Una tale visione delle cose ha la sua genesi nella storia degli ultimi due secoli e particolarmente nella rivoluzione francese e nel liberalismo ottocentesco.
In Francia, con la fine dell’antico regime, si è scatenata una vera e propria guerra contro la vecchia religione: si è messo in atto il grido di battaglia di Voltaire che affermava la necessità di “ecrasez l’infâme”, cioè di “schiacciare l’infame”, dove l’infame è il cristiano.
Stessa cosa si è avuta in Italia con il liberalismo: mentre in linea di principio si proclamava un’uguaglianza di tutte le religioni, di fatto il cristianesimo veniva considerato un po’ meno uguale degli altri, anche a dispetto della sua diffusione nel Paese.
Questo clima culturale degli ultimi due secoli, ben documentato in libri come “La cacciata di Cristo” di Rosa Alberoni o nei testi della storica Angela Pellicciari, ha fatto sì che il cristianesimo divenisse di fatto col passare del tempo una religione di serie “B”.

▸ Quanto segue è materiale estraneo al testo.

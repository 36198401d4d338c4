//! Builders for the fluent recording API.

use crate::types::{CrashReport, DeviceSnapshot, Segmentation};

// ============================================
// EVENT BUILDER
// ============================================

/// Builder for a fire-and-forget event.
#[derive(Debug, Clone)]
pub struct EventBuilder {
    key: String,
    segmentation: Segmentation,
    duration: f64,
}

impl EventBuilder {
    pub(crate) fn new(key: impl Into<String>) -> Self {
        Self {
            key: key.into(),
            segmentation: Segmentation::new(),
            duration: 0.0,
        }
    }

    /// Add a segmentation entry.
    pub fn segment(mut self, key: impl Into<String>, value: impl Into<String>) -> Self {
        self.segmentation.insert(key.into(), value.into());
        self
    }

    /// Add every entry of `segmentation`.
    pub fn segmentation(mut self, segmentation: Segmentation) -> Self {
        self.segmentation.extend(segmentation);
        self
    }

    /// Set the event duration. Values of zero or less are omitted.
    pub fn duration(mut self, duration: f64) -> Self {
        self.duration = duration;
        self
    }

    pub(crate) fn into_parts(self) -> (String, Option<Segmentation>, f64) {
        (self.key, non_empty(self.segmentation), self.duration)
    }
}

// ============================================
// END EVENT BUILDER
// ============================================

/// Builder closing a timed event.
#[derive(Debug, Clone)]
pub struct EndEventBuilder {
    key: String,
    segmentation: Segmentation,
}

impl EndEventBuilder {
    pub(crate) fn new(key: impl Into<String>) -> Self {
        Self {
            key: key.into(),
            segmentation: Segmentation::new(),
        }
    }

    /// Add a segmentation entry.
    pub fn segment(mut self, key: impl Into<String>, value: impl Into<String>) -> Self {
        self.segmentation.insert(key.into(), value.into());
        self
    }

    /// Add every entry of `segmentation`.
    pub fn segmentation(mut self, segmentation: Segmentation) -> Self {
        self.segmentation.extend(segmentation);
        self
    }

    pub(crate) fn into_parts(self) -> (String, Option<Segmentation>) {
        (self.key, non_empty(self.segmentation))
    }
}

// ============================================
// CRASH BUILDER
// ============================================

/// Assembles a [`CrashReport`] from the error and the client's crash context.
#[derive(Debug, Clone)]
pub(crate) struct CrashBuilder {
    error: String,
    nonfatal: bool,
    logs: Vec<String>,
    custom: Segmentation,
    snapshot: DeviceSnapshot,
    uptime_ms: i64,
}

impl CrashBuilder {
    pub fn new(error: impl Into<String>, nonfatal: bool) -> Self {
        Self {
            error: error.into(),
            nonfatal,
            logs: Vec::new(),
            custom: Segmentation::new(),
            snapshot: DeviceSnapshot::default(),
            uptime_ms: 0,
        }
    }

    pub fn logs(mut self, logs: Vec<String>) -> Self {
        self.logs = logs;
        self
    }

    pub fn custom(mut self, custom: Segmentation) -> Self {
        self.custom = custom;
        self
    }

    pub fn snapshot(mut self, snapshot: DeviceSnapshot) -> Self {
        self.snapshot = snapshot;
        self
    }

    pub fn uptime_ms(mut self, uptime_ms: i64) -> Self {
        self.uptime_ms = uptime_ms;
        self
    }

    pub fn build(self) -> CrashReport {
        CrashReport {
            error: self.error,
            nonfatal: self.nonfatal,
            logs: self.logs.join("\n"),
            uptime_ms: self.uptime_ms,
            device: self.snapshot,
            custom: self.custom,
        }
    }
}

/// Render an error and its chain of sources, outermost first.
pub(crate) fn error_chain(error: &dyn std::error::Error) -> String {
    let mut rendered = error.to_string();
    let mut source = error.source();
    while let Some(cause) = source {
        rendered.push_str("\nCaused by: ");
        rendered.push_str(&cause.to_string());
        source = cause.source();
    }
    rendered
}

fn non_empty(segmentation: Segmentation) -> Option<Segmentation> {
    if segmentation.is_empty() {
        None
    } else {
        Some(segmentation)
    }
}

Un grande influsso nel fenomeno di marginalizzazione della religione è stato esercitato nel secolo scorso dall’ideologia marxista e da quella più recente del politically correct che ha di fatto suscitato una sorta di schizofrenia per cui, spesso e volentieri, i diritti delle minoranze finiscono per schiacciare quelli della maggioranza che si sente sempre più estromessa e culturalmente insignificante.
Qual è l’atteggiamento che fino ad ora i cristiani hanno avuto davanti a una simile situazione? Come hanno risposto agli attacchi denigratori verso la loro fede?
La risposta, lo dobbiamo riconoscere, è stata molto blanda forse perché si sono proprio rassegnati davanti al fatto di essere considerati come cittadini appartenenti a una categoria inferiore.
In casi simili a quello verificatosi durante il concerto del primo maggio, i cristiani non hanno risposto alle offese subite perché hanno temuto che le loro reazioni avrebbero potuto finire per fare pubblicità ai loro aggressori.
Altre volte infine si sono rassegnati anche perché vedono nella persecuzione qualcosa di inevitabile e addirittura di annunciato nel Vangelo.
Se da una parte questo è vero, dall’altra bisogna pensare che siamo cristiani del XXI secolo. In un mondo che predica sempre di più la tolleranza e il rispetto per la diversità (virtù che sono state prese in prestito proprio dal cristianesimo!) il cristiano non si può sentire fuori da tale discorso.
Pensiamo che il cristiano, in primo luogo, debba tornare a sentirsi pienamente e legittimamente inserito nella società e rispettato per i valori di cui, al pari di altri, è portatore. In tale logica il suo sentimento religioso deve essere rispettato allo stesso modo in cui giustamente si prova rispetto per le altre credenze religiose.
Quando questo rispetto viene meno, crediamo sia giusto agire come ha fatto l’avvocato Amato: è necessario ricorrere agli opportuni strumenti legali al fine di vedere tutelato e rispettato il proprio credo. In una tale azione il cristiano deve essere all’altezza del nome che porta e agire, evitando qualsiasi vittimismo, non per odio o risentimento nei confronti di chi lo ha offeso, ma per spirito di giustizia: le reazioni alle discriminazioni eventualmente subite non devono mai essere scomposte e animate da sentimenti di contrapposizione ideologica o, peggio ancora, di fanatismo religioso.
In tal senso ci sembra positiva l’intenzione del querelante di devolvere l’eventuale risarcimento in favore del monastero di S. Lazzaro e S. Maddalena di Pietrarubbia, un gesto che ci fa capire il valore anche simbolico di questa azione legale.